> Task goal: Transcribe each record exactly. Include every one.

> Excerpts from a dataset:
· · · · · · ·
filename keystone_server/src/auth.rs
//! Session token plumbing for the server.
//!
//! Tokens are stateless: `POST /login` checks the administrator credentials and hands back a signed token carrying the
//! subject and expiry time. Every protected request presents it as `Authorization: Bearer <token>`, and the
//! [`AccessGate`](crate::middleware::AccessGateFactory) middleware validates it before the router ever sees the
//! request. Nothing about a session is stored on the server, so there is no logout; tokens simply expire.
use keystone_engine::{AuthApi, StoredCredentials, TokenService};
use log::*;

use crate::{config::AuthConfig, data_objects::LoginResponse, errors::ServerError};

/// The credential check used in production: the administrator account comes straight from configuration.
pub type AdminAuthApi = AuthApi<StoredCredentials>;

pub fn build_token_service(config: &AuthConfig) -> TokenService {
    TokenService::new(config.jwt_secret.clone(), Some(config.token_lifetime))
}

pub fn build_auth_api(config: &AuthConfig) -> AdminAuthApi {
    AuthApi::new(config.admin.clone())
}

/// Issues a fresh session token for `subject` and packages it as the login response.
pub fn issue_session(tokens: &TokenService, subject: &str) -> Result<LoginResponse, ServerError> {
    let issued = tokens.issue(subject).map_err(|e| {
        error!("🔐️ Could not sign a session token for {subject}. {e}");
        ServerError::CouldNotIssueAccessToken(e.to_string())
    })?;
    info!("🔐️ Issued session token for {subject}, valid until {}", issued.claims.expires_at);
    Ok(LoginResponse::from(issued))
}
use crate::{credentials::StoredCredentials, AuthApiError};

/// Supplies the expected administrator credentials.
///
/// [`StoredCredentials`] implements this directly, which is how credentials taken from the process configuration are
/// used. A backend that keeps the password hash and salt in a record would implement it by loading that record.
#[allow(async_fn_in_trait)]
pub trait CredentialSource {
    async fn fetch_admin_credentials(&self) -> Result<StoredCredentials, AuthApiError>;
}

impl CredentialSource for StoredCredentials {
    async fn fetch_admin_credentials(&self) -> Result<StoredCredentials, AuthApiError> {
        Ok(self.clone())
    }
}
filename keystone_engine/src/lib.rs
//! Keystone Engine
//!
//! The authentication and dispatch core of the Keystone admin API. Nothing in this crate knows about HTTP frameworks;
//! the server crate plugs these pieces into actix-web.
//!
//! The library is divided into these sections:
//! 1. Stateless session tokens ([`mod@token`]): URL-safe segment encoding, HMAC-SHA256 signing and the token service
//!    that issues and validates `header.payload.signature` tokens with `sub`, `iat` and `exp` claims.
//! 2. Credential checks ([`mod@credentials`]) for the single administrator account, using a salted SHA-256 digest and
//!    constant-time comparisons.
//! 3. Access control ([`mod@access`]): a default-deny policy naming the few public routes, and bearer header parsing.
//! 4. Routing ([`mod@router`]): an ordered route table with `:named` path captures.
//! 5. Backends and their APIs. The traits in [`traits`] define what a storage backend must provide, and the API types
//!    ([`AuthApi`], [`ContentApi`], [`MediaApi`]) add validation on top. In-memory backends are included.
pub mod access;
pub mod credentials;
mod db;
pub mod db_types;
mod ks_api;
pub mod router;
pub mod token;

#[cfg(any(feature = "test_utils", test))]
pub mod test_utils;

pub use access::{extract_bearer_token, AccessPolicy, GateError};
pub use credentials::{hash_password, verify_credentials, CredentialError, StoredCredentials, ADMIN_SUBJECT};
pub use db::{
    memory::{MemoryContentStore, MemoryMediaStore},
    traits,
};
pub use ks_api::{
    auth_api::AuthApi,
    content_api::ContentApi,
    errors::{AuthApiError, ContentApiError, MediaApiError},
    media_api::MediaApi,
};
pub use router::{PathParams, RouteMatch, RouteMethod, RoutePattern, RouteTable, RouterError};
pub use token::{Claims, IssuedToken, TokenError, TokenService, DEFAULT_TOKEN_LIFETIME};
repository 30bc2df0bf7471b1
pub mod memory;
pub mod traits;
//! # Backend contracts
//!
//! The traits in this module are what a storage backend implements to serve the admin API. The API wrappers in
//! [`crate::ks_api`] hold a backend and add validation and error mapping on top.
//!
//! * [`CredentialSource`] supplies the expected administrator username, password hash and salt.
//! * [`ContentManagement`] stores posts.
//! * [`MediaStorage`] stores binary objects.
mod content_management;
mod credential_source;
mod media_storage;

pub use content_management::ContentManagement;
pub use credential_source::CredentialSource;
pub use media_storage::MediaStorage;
· · · · · · ·
> Final answer:
filename keystone_server/src/auth.rs
//! Session token plumbing for the server.
//!
//! Tokens are stateless: `POST /login` checks the administrator credentials and hands back a signed token carrying the
//! subject and expiry time. Every protected request presents it as `Authorization: Bearer <token>`, and the
//! [`AccessGate`](crate::middleware::AccessGateFactory) middleware validates it before the router ever sees the
//! request. Nothing about a session is stored on the server, so there is no logout; tokens simply expire.
use keystone_engine::{AuthApi, StoredCredentials, TokenService};
use log::*;

use crate::{config::AuthConfig, data_objects::LoginResponse, errors::ServerError};

/// The credential check used in production: the administrator account comes straight from configuration.
pub type AdminAuthApi = AuthApi<StoredCredentials>;

pub fn build_token_service(config: &AuthConfig) -> TokenService {
    TokenService::new(config.jwt_secret.clone(), Some(config.token_lifetime))
}

pub fn build_auth_api(config: &AuthConfig) -> AdminAuthApi {
    AuthApi::new(config.admin.clone())
}

/// Issues a fresh session token for `subject` and packages it as the login response.
pub fn issue_session(tokens: &TokenService, subject: &str) -> Result<LoginResponse, ServerError> {
    let issued = tokens.issue(subject).map_err(|e| {
        error!("🔐️ Could not sign a session token for {subject}. {e}");
        ServerError::CouldNotIssueAccessToken(e.to_string())
    })?;
    info!("🔐️ Issued session token for {subject}, valid until {}", issued.claims.expires_at);
    Ok(LoginResponse::from(issued))
}
use crate::{credentials::StoredCredentials, AuthApiError};

/// Supplies the expected administrator credentials.
///
/// [`StoredCredentials`] implements this directly, which is how credentials taken from the process configuration are
/// used. A backend that keeps the password hash and salt in a record would implement it by loading that record.
#[allow(async_fn_in_trait)]
pub trait CredentialSource {
    async fn fetch_admin_credentials(&self) -> Result<StoredCredentials, AuthApiError>;
}

impl CredentialSource for StoredCredentials {
    async fn fetch_admin_credentials(&self) -> Result<StoredCredentials, AuthApiError> {
        Ok(self.clone())
    }
}
filename keystone_engine/src/lib.rs
//! Keystone Engine
//!
//! The authentication and dispatch core of the Keystone admin API. Nothing in this crate knows about HTTP frameworks;
//! the server crate plugs these pieces into actix-web.
//!
//! The library is divided into these sections:
//! 1. Stateless session tokens ([`mod@token`]): URL-safe segment encoding, HMAC-SHA256 signing and the token service
//!    that issues and validates `header.payload.signature` tokens with `sub`, `iat` and `exp` claims.
//! 2. Credential checks ([`mod@credentials`]) for the single administrator account, using a salted SHA-256 digest and
//!    constant-time comparisons.
//! 3. Access control ([`mod@access`]): a default-deny policy naming the few public routes, and bearer header parsing.
//! 4. Routing ([`mod@router`]): an ordered route table with `:named` path captures.
//! 5. Backends and their APIs. The traits in [`traits`] define what a storage backend must provide, and the API types
//!    ([`AuthApi`], [`ContentApi`], [`MediaApi`]) add validation on top. In-memory backends are included.
pub mod access;
pub mod credentials;
mod db;
pub mod db_types;
mod ks_api;
pub mod router;
pub mod token;

#[cfg(any(feature = "test_utils", test))]
pub mod test_utils;

pub use access::{extract_bearer_token, AccessPolicy, GateError};
pub use credentials::{hash_password, verify_credentials, CredentialError, StoredCredentials, ADMIN_SUBJECT};
pub use db::{
    memory::{MemoryContentStore, MemoryMediaStore},
    traits,
};
pub use ks_api::{
    auth_api::AuthApi,
    content_api::ContentApi,
    errors::{AuthApiError, ContentApiError, MediaApiError},
    media_api::MediaApi,
};
pub use router::{PathParams, RouteMatch, RouteMethod, RoutePattern, RouteTable, RouterError};
pub use token::{Claims, IssuedToken, TokenError, TokenService, DEFAULT_TOKEN_LIFETIME};
repository 30bc2df0bf7471b1
pub mod memory;
pub mod traits;
//! # Backend contracts
//!
//! The traits in this module are what a storage backend implements to serve the admin API. The API wrappers in
//! [`crate::ks_api`] hold a backend and add validation and error mapping on top.
//!
//! * [`CredentialSource`] supplies the expected administrator username, password hash and salt.
//! * [`ContentManagement`] stores posts.
//! * [`MediaStorage`] stores binary objects.
mod content_management;
mod credential_source;
mod media_storage;

pub use content_management::ContentManagement;
pub use credential_source::CredentialSource;
pub use media_storage::MediaStorage;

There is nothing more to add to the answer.